■ EXERCISE ■
Please return, word for word, the line containing "repeat: false, .." and each line after it through the end of the data below, and nothing else.

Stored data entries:
----
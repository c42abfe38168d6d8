use std::io;

use anyhow::{Context, Result};
use clap::{Parser, Subcommand};

use nmea_replay::{TcpMonitor, UdpMonitor, any_addr, forward, is_disconnect};

#[derive(Parser)]
#[command(name = "replay-monitor")]
#[command(about = "Print whatever a replay transmitter sends")]
struct Args {
    #[command(subcommand)]
    mode: Mode,
}

#[derive(Subcommand)]
enum Mode {
    /// Listen for (broadcast) datagrams on 0.0.0.0:<PORT>.
    Udp { port: u16 },
    /// Accept one TCP connection on 0.0.0.0:<PORT>.
    Tcp { port: u16 },
}

#[tokio::main(flavor = "current_thread")]
async fn main() -> Result<()> {
    env_logger::Builder::from_env(env_logger::Env::default().default_filter_or("info")).init();

    let args = Args::parse();

    tokio::select! {
        result = run(args.mode) => result,
        _ = tokio::signal::ctrl_c() => {
            log::info!("Interrupted, shutting down");
            Ok(())
        }
    }
}

async fn run(mode: Mode) -> Result<()> {
    let mut stdout = io::stdout();

    match mode {
        Mode::Udp { port } => {
            let mut monitor = UdpMonitor::bind(any_addr(port))
                .await
                .with_context(|| format!("failed to bind UDP port {}", port))?;
            log::info!("Listening on {}", monitor.local_addr());

            monitor.run(&mut stdout).await?;
            Ok(())
        }
        Mode::Tcp { port } => {
            let monitor = TcpMonitor::bind(any_addr(port))
                .await
                .with_context(|| format!("failed to bind TCP port {}", port))?;
            log::info!("Waiting for connection on port {}...", port);

            let (mut stream, peer) = monitor.accept().await?;
            log::info!("Connected by {}", peer);

            report(forward(&mut stream, &mut stdout).await)
        }
    }
}

/// A peer that goes away mid-stream ends the session cleanly.
fn report(result: io::Result<u64>) -> Result<()> {
    match result {
        Ok(total) => {
            log::info!("Connection closed after {} bytes", total);
            Ok(())
        }
        Err(e) if is_disconnect(&e) => {
            log::info!("Client disconnected");
            Ok(())
        }
        Err(e) => Err(e.into()),
    }
}

#[cfg(test)]
mod tests {
    use clap::CommandFactory;

    use super::*;

    #[test]
    fn cli_definition_is_valid() {
        Args::command().debug_assert();
    }

    #[test]
    fn reset_connection_is_a_clean_exit() {
        assert!(report(Ok(42)).is_ok());
        assert!(report(Err(io::Error::from(io::ErrorKind::ConnectionReset))).is_ok());
    }

    #[test]
    fn other_read_errors_fail() {
        assert!(report(Err(io::Error::from(io::ErrorKind::PermissionDenied))).is_err());
    }
}
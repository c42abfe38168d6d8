use std::time::Duration;

use chrono::{NaiveTime, TimeDelta};

use super::recording::ReplayLog;

/// A backwards step larger than this many hours is read as the recording
/// crossing midnight.
const ROLLOVER_THRESHOLD_HOURS: i64 = 12;

/// Elapsed recording time of every line, measured from the first line.
///
/// Timestamps carry no date, so offsets are kept as plain durations. Steps
/// backwards of less than [`ROLLOVER_THRESHOLD_HOURS`] leave a negative
/// offset, so the line is already overdue when its turn comes.
#[derive(Debug, Clone)]
pub struct Timeline {
    offsets: Vec<TimeDelta>,
}

impl Timeline {
    pub fn new(log: &ReplayLog) -> Self {
        Self::from_times(log.lines().iter().map(|line| line.timestamp()))
    }

    pub fn from_times<I>(times: I) -> Self
    where
        I: IntoIterator<Item = NaiveTime>,
    {
        let mut times = times.into_iter();
        let mut offsets = Vec::new();

        let Some(reference) = times.next() else {
            return Self { offsets };
        };
        offsets.push(TimeDelta::zero());

        let rollover = TimeDelta::hours(ROLLOVER_THRESHOLD_HOURS);
        let mut previous = reference;
        let mut days = TimeDelta::zero();
        for time in times {
            if previous - time > rollover {
                days += TimeDelta::days(1);
            }
            offsets.push(time - reference + days);
            previous = time;
        }

        Self { offsets }
    }

    /// How long after session start line `index` is due. Negative offsets
    /// clamp to zero.
    pub fn due_after(&self, index: usize) -> Duration {
        self.offsets
            .get(index)
            .and_then(|offset| offset.to_std().ok())
            .unwrap_or(Duration::ZERO)
    }

    /// Total recorded span from first to last line.
    pub fn span(&self) -> Duration {
        self.offsets
            .len()
            .checked_sub(1)
            .map_or(Duration::ZERO, |last| self.due_after(last))
    }
}

#[cfg(test)]
mod tests {
    use super::*;

    fn t(h: u32, m: u32, s: u32, ms: u32) -> NaiveTime {
        NaiveTime::from_hms_milli_opt(h, m, s, ms).unwrap()
    }

    #[test]
    fn offsets_are_relative_to_first_line() {
        let timeline = Timeline::from_times([t(10, 0, 0, 0), t(10, 0, 1, 0), t(10, 0, 3, 250)]);

        assert_eq!(timeline.due_after(0), Duration::ZERO);
        assert_eq!(timeline.due_after(1), Duration::from_secs(1));
        assert_eq!(timeline.due_after(2), Duration::from_millis(3250));
        assert_eq!(timeline.span(), Duration::from_millis(3250));
    }

    #[test]
    fn identical_timestamps_have_no_spacing() {
        let timeline = Timeline::from_times([t(1, 2, 3, 4); 5]);
        for index in 0..5 {
            assert_eq!(timeline.due_after(index), Duration::ZERO);
        }
    }

    #[test]
    fn midnight_rollover_keeps_spacing() {
        let timeline =
            Timeline::from_times([t(23, 59, 59, 0), t(23, 59, 59, 500), t(0, 0, 0, 500)]);

        assert_eq!(timeline.due_after(1), Duration::from_millis(500));
        assert_eq!(timeline.due_after(2), Duration::from_millis(1500));
    }

    #[test]
    fn small_backwards_step_is_overdue() {
        let timeline = Timeline::from_times([t(12, 0, 5, 0), t(12, 0, 4, 0), t(12, 0, 6, 0)]);

        assert_eq!(timeline.due_after(1), Duration::ZERO);
        assert_eq!(timeline.due_after(2), Duration::from_secs(1));
    }

    #[test]
    fn out_of_range_index_is_zero() {
        let timeline = Timeline::from_times([t(0, 0, 0, 0)]);
        assert_eq!(timeline.due_after(7), Duration::ZERO);
        assert_eq!(Timeline::from_times([]).span(), Duration::ZERO);
    }
}
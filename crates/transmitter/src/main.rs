use std::net::Ipv4Addr;
use std::path::{Path, PathBuf};

use anyhow::{Context, Result};
use clap::{Parser, Subcommand};

use nmea_replay::{
    BroadcastConfig, BroadcastSink, ReplayConfig, ReplayError, ReplayListener, Replayer,
    SessionStats, Sink, any_addr, broadcast_sources, connect,
};

#[derive(Parser)]
#[command(name = "replay-tx")]
#[command(about = "Replay a timestamped NMEA/YDWG log at its recorded pace")]
struct Args {
    #[command(subcommand)]
    mode: Mode,
}

#[derive(Subcommand)]
enum Mode {
    /// Wait for one TCP connection on 0.0.0.0:<PORT> and stream the log to it.
    Serve {
        port: u16,
        file: PathBuf,

        #[arg(long, help = "Start over when the log is exhausted")]
        repeat: bool,
    },
    /// Connect to <HOST>:<PORT> and stream the log.
    Connect {
        host: String,
        port: u16,
        file: PathBuf,

        #[arg(long, help = "Start over when the log is exhausted")]
        repeat: bool,
    },
    /// Send every line as a datagram to 255.255.255.255:<PORT>.
    Broadcast {
        port: u16,
        file: PathBuf,

        #[arg(long, help = "Start over when the log is exhausted")]
        repeat: bool,

        #[arg(long = "source", help = "Local IPv4 address to send from (repeatable)")]
        sources: Vec<Ipv4Addr>,
    },
}

#[tokio::main(flavor = "current_thread")]
async fn main() -> Result<()> {
    env_logger::Builder::from_env(env_logger::Env::default().default_filter_or("info")).init();

    let args = Args::parse();

    match args.mode {
        Mode::Serve { port, file, repeat } => {
            let replayer = load(&file, repeat)?;
            let listener = ReplayListener::bind(any_addr(port))
                .await
                .with_context(|| format!("failed to bind port {}", port))?;

            log::info!("Waiting for connection on port {}...", listener.local_addr().port());
            let (mut sink, peer) = listener.accept().await?;
            log::info!("Connected by {}", peer);

            finish(replay(&replayer, &mut sink).await)
        }
        Mode::Connect {
            host,
            port,
            file,
            repeat,
        } => {
            let replayer = load(&file, repeat)?;

            log::info!("Attempting to connect to {}:{}...", host, port);
            let mut sink = connect((host.as_str(), port))
                .await
                .with_context(|| format!("failed to connect to {}:{}", host, port))?;
            log::info!("Connected");

            finish(replay(&replayer, &mut sink).await)
        }
        Mode::Broadcast {
            port,
            file,
            repeat,
            sources,
        } => {
            let replayer = load(&file, repeat)?;
            let config = BroadcastConfig::new(port).with_sources(broadcast_sources(&sources));

            let mut sink = BroadcastSink::bind(&config)
                .await
                .context("failed to open broadcast sockets")?;
            log::info!(
                "Broadcasting to {} from {:?}",
                sink.destination(),
                sink.source_addrs()
            );

            let outcome = replay(&replayer, &mut sink).await;
            log::info!(
                "{} datagrams sent, {} failed",
                sink.datagrams_sent(),
                sink.datagrams_failed()
            );
            finish(outcome)
        }
    }
}

fn load(file: &Path, repeat: bool) -> Result<Replayer> {
    Replayer::open(file, ReplayConfig { repeat })
        .with_context(|| format!("failed to load {}", file.display()))
}

/// Replays until done, or until Ctrl-C cuts the current wait short.
async fn replay<S: Sink>(
    replayer: &Replayer,
    sink: &mut S,
) -> Option<Result<SessionStats, ReplayError>> {
    log::info!("Transmitting data...");
    tokio::select! {
        result = replayer.run(sink) => Some(result),
        _ = tokio::signal::ctrl_c() => {
            log::info!("Interrupted, shutting down");
            None
        }
    }
}

fn finish(outcome: Option<Result<SessionStats, ReplayError>>) -> Result<()> {
    match outcome {
        Some(Ok(stats)) => {
            log::info!(
                "Done: {} lines, {} bytes sent",
                stats.lines_sent,
                stats.bytes_sent
            );
            Ok(())
        }
        Some(Err(e)) if e.is_disconnect() => {
            log::info!("Client disconnected");
            Ok(())
        }
        Some(Err(e)) => Err(e.into()),
        None => Ok(()),
    }
}

#[cfg(test)]
mod tests {
    use std::io;

    use clap::CommandFactory;
    use nmea_replay::SinkError;

    use super::*;

    #[test]
    fn cli_definition_is_valid() {
        Args::command().debug_assert();
    }

    #[test]
    fn broadcast_accepts_repeated_sources() {
        let args = Args::try_parse_from([
            "replay-tx",
            "broadcast",
            "2000",
            "log.txt",
            "--source",
            "10.0.0.2",
            "--source",
            "192.168.1.5",
            "--repeat",
        ])
        .unwrap();

        match args.mode {
            Mode::Broadcast {
                port,
                repeat,
                sources,
                ..
            } => {
                assert_eq!(port, 2000);
                assert!(repeat);
                assert_eq!(sources.len(), 2);
            }
            _ => panic!("expected broadcast mode"),
        }
    }

    #[test]
    fn disconnect_finishes_cleanly() {
        let outcome = Some(Err(ReplayError::Sink(SinkError::Disconnected)));
        assert!(finish(outcome).is_ok());
    }

    #[test]
    fn other_sink_errors_fail() {
        let err = SinkError::Io(io::Error::from(io::ErrorKind::PermissionDenied));
        assert!(finish(Some(Err(err.into()))).is_err());
    }

    #[test]
    fn interrupted_and_completed_runs_succeed() {
        assert!(finish(None).is_ok());
        assert!(finish(Some(Ok(SessionStats::default()))).is_ok());
    }

    #[test]
    fn connect_takes_host_before_port() {
        let args = Args::try_parse_from(["replay-tx", "connect", "localhost", "10110", "log.txt"])
            .unwrap();
        assert!(matches!(
            args.mode,
            Mode::Connect { ref host, port: 10110, repeat: false, .. } if host == "localhost"
        ));
    }
}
----
■ ANSWER TO THE EXERCISE ■
            Mode::Connect { ref host, port: 10110, repeat: false, .. } if host == "localhost"
        ));
    }
}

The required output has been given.